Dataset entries
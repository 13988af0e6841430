//! Renders expenses as a CSV file for download.

use time::{OffsetDateTime, format_description::BorrowedFormatItem, macros::format_description};

use crate::{Error, expense::Expense};

const HEADER: [&str; 13] = [
    "ID",
    "Amount",
    "Category",
    "Expense Date",
    "Payment Method",
    "Cash Amount",
    "UPI Amount",
    "UPI VPA",
    "Transaction ID",
    "Payer Name",
    "Notes",
    "Created At",
    "Updated At",
];

const DATE_FORMAT: &[BorrowedFormatItem] = format_description!("[year]-[month]-[day]");
const TIMESTAMP_FORMAT: &[BorrowedFormatItem] =
    format_description!("[year]-[month]-[day] [hour]:[minute]:[second]");
const FILENAME_FORMAT: &[BorrowedFormatItem] =
    format_description!("[year][month][day]_[hour][minute][second]");

/// Render `expenses` as CSV text with a header row.
///
/// Missing optional fields are written as empty strings.
///
/// # Errors
///
/// Returns [Error::CsvError] if a row could not be written or a date could not
/// be formatted.
pub fn export_expenses_csv(expenses: &[Expense]) -> Result<String, Error> {
    let mut writer = csv::Writer::from_writer(Vec::new());
    writer.write_record(HEADER).map_err(csv_error)?;

    for expense in expenses {
        let details = &expense.details;

        writer
            .write_record([
                expense.id.to_string(),
                details.amount.to_string(),
                details.category.clone(),
                details.expense_date.format(DATE_FORMAT).map_err(format_error)?,
                details.payment_method.label().to_owned(),
                expense.split.cash_amount.to_string(),
                expense.split.upi_amount.to_string(),
                details.upi_vpa.clone().unwrap_or_default(),
                details.transaction_id.clone().unwrap_or_default(),
                details.payer_name.clone().unwrap_or_default(),
                details.notes.clone().unwrap_or_default(),
                expense.created_at.format(TIMESTAMP_FORMAT).map_err(format_error)?,
                expense.updated_at.format(TIMESTAMP_FORMAT).map_err(format_error)?,
            ])
            .map_err(csv_error)?;
    }

    let bytes = writer
        .into_inner()
        .map_err(|error| Error::CsvError(error.to_string()))?;

    String::from_utf8(bytes).map_err(|error| Error::CsvError(error.to_string()))
}

/// The name to give an export downloaded at `now`, e.g. `expenses_20240131_120000.csv`.
pub fn csv_filename(now: OffsetDateTime) -> String {
    match now.format(FILENAME_FORMAT) {
        Ok(timestamp) => format!("expenses_{timestamp}.csv"),
        Err(error) => {
            tracing::warn!("Could not format CSV export timestamp: {error}");
            "expenses.csv".to_owned()
        }
    }
}

fn csv_error(error: csv::Error) -> Error {
    Error::CsvError(error.to_string())
}

fn format_error(error: time::error::Format) -> Error {
    Error::CsvError(error.to_string())
}

#[cfg(test)]
mod tests {
    use rust_decimal_macros::dec;
    use time::macros::{date, datetime};

    use crate::{
        expense::{Expense, ExpenseInput, derive_amount_split},
        test_utils::{cash_input, upi_input},
        user::UserID,
    };

    use super::{csv_filename, export_expenses_csv};

    fn expense(id: i64, input: ExpenseInput) -> Expense {
        let details = input.validate().unwrap();
        let split = derive_amount_split(&details);

        Expense {
            id,
            owner_id: UserID::new(1),
            details,
            split,
            created_at: datetime!(2024-01-31 09:05:03 UTC),
            updated_at: datetime!(2024-02-01 18:30:00 UTC),
        }
    }

    #[test]
    fn empty_export_has_header_only() {
        let got = export_expenses_csv(&[]).unwrap();

        assert_eq!(
            got,
            "ID,Amount,Category,Expense Date,Payment Method,Cash Amount,UPI Amount,\
            UPI VPA,Transaction ID,Payer Name,Notes,Created At,Updated At\n"
        );
    }

    #[test]
    fn exports_cash_and_upi_rows() {
        let expenses = [
            expense(1, cash_input(dec!(100.00), "Food", date!(2024 - 01 - 15))),
            expense(
                2,
                ExpenseInput {
                    notes: Some("dinner, with friends".to_owned()),
                    ..upi_input(dec!(75.5), "Food", date!(2024 - 01 - 16), "cafe@okbank", "TXN1")
                },
            ),
        ];

        let got = export_expenses_csv(&expenses).unwrap();
        let lines: Vec<&str> = got.lines().collect();

        assert_eq!(lines.len(), 3);
        assert_eq!(
            lines[1],
            "1,100.00,Food,2024-01-15,Cash,100.00,0.00,,,,,2024-01-31 09:05:03,2024-02-01 18:30:00"
        );
        assert_eq!(
            lines[2],
            "2,75.50,Food,2024-01-16,UPI,0.00,75.50,cafe@okbank,TXN1,,\"dinner, with friends\",\
            2024-01-31 09:05:03,2024-02-01 18:30:00"
        );
    }

    #[test]
    fn filename_includes_timestamp() {
        assert_eq!(
            csv_filename(datetime!(2024-01-31 12:00:05 UTC)),
            "expenses_20240131_120005.csv"
        );
    }
}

**EXERCISE INSTRUCTIONS**. Word for word, output the records that appear above.

**RESPONSE FOR THIS EXERCISE**.
repository 13988af0e6841430
//! Renders expenses as a CSV file for download.

use time::{OffsetDateTime, format_description::BorrowedFormatItem, macros::format_description};

use crate::{Error, expense::Expense};

const HEADER: [&str; 13] = [
    "ID",
    "Amount",
    "Category",
    "Expense Date",
    "Payment Method",
    "Cash Amount",
    "UPI Amount",
    "UPI VPA",
    "Transaction ID",
    "Payer Name",
    "Notes",
    "Created At",
    "Updated At",
];

const DATE_FORMAT: &[BorrowedFormatItem] = format_description!("[year]-[month]-[day]");
const TIMESTAMP_FORMAT: &[BorrowedFormatItem] =
    format_description!("[year]-[month]-[day] [hour]:[minute]:[second]");
const FILENAME_FORMAT: &[BorrowedFormatItem] =
    format_description!("[year][month][day]_[hour][minute][second]");

/// Render `expenses` as CSV text with a header row.
///
/// Missing optional fields are written as empty strings.
///
/// # Errors
///
/// Returns [Error::CsvError] if a row could not be written or a date could not
/// be formatted.
pub fn export_expenses_csv(expenses: &[Expense]) -> Result<String, Error> {
    let mut writer = csv::Writer::from_writer(Vec::new());
    writer.write_record(HEADER).map_err(csv_error)?;

    for expense in expenses {
        let details = &expense.details;

        writer
            .write_record([
                expense.id.to_string(),
                details.amount.to_string(),
                details.category.clone(),
                details.expense_date.format(DATE_FORMAT).map_err(format_error)?,
                details.payment_method.label().to_owned(),
                expense.split.cash_amount.to_string(),
                expense.split.upi_amount.to_string(),
                details.upi_vpa.clone().unwrap_or_default(),
                details.transaction_id.clone().unwrap_or_default(),
                details.payer_name.clone().unwrap_or_default(),
                details.notes.clone().unwrap_or_default(),
                expense.created_at.format(TIMESTAMP_FORMAT).map_err(format_error)?,
                expense.updated_at.format(TIMESTAMP_FORMAT).map_err(format_error)?,
            ])
            .map_err(csv_error)?;
    }

    let bytes = writer
        .into_inner()
        .map_err(|error| Error::CsvError(error.to_string()))?;

    String::from_utf8(bytes).map_err(|error| Error::CsvError(error.to_string()))
}

/// The name to give an export downloaded at `now`, e.g. `expenses_20240131_120000.csv`.
pub fn csv_filename(now: OffsetDateTime) -> String {
    match now.format(FILENAME_FORMAT) {
        Ok(timestamp) => format!("expenses_{timestamp}.csv"),
        Err(error) => {
            tracing::warn!("Could not format CSV export timestamp: {error}");
            "expenses.csv".to_owned()
        }
    }
}

fn csv_error(error: csv::Error) -> Error {
    Error::CsvError(error.to_string())
}

fn format_error(error: time::error::Format) -> Error {
    Error::CsvError(error.to_string())
}

#[cfg(test)]
mod tests {
    use rust_decimal_macros::dec;
    use time::macros::{date, datetime};

    use crate::{
        expense::{Expense, ExpenseInput, derive_amount_split},
        test_utils::{cash_input, upi_input},
        user::UserID,
    };

    use super::{csv_filename, export_expenses_csv};

    fn expense(id: i64, input: ExpenseInput) -> Expense {
        let details = input.validate().unwrap();
        let split = derive_amount_split(&details);

        Expense {
            id,
            owner_id: UserID::new(1),
            details,
            split,
            created_at: datetime!(2024-01-31 09:05:03 UTC),
            updated_at: datetime!(2024-02-01 18:30:00 UTC),
        }
    }

    #[test]
    fn empty_export_has_header_only() {
        let got = export_expenses_csv(&[]).unwrap();

        assert_eq!(
            got,
            "ID,Amount,Category,Expense Date,Payment Method,Cash Amount,UPI Amount,\
            UPI VPA,Transaction ID,Payer Name,Notes,Created At,Updated At\n"
        );
    }

    #[test]
    fn exports_cash_and_upi_rows() {
        let expenses = [
            expense(1, cash_input(dec!(100.00), "Food", date!(2024 - 01 - 15))),
            expense(
                2,
                ExpenseInput {
                    notes: Some("dinner, with friends".to_owned()),
                    ..upi_input(dec!(75.5), "Food", date!(2024 - 01 - 16), "cafe@okbank", "TXN1")
                },
            ),
        ];

        let got = export_expenses_csv(&expenses).unwrap();
        let lines: Vec<&str> = got.lines().collect();

        assert_eq!(lines.len(), 3);
        assert_eq!(
            lines[1],
            "1,100.00,Food,2024-01-15,Cash,100.00,0.00,,,,,2024-01-31 09:05:03,2024-02-01 18:30:00"
        );
        assert_eq!(
            lines[2],
            "2,75.50,Food,2024-01-16,UPI,0.00,75.50,cafe@okbank,TXN1,,\"dinner, with friends\",\
            2024-01-31 09:05:03,2024-02-01 18:30:00"
        );
    }

    #[test]
    fn filename_includes_timestamp() {
        assert_eq!(
            csv_filename(datetime!(2024-01-31 12:00:05 UTC)),
            "expenses_20240131_120005.csv"
        );
    }
}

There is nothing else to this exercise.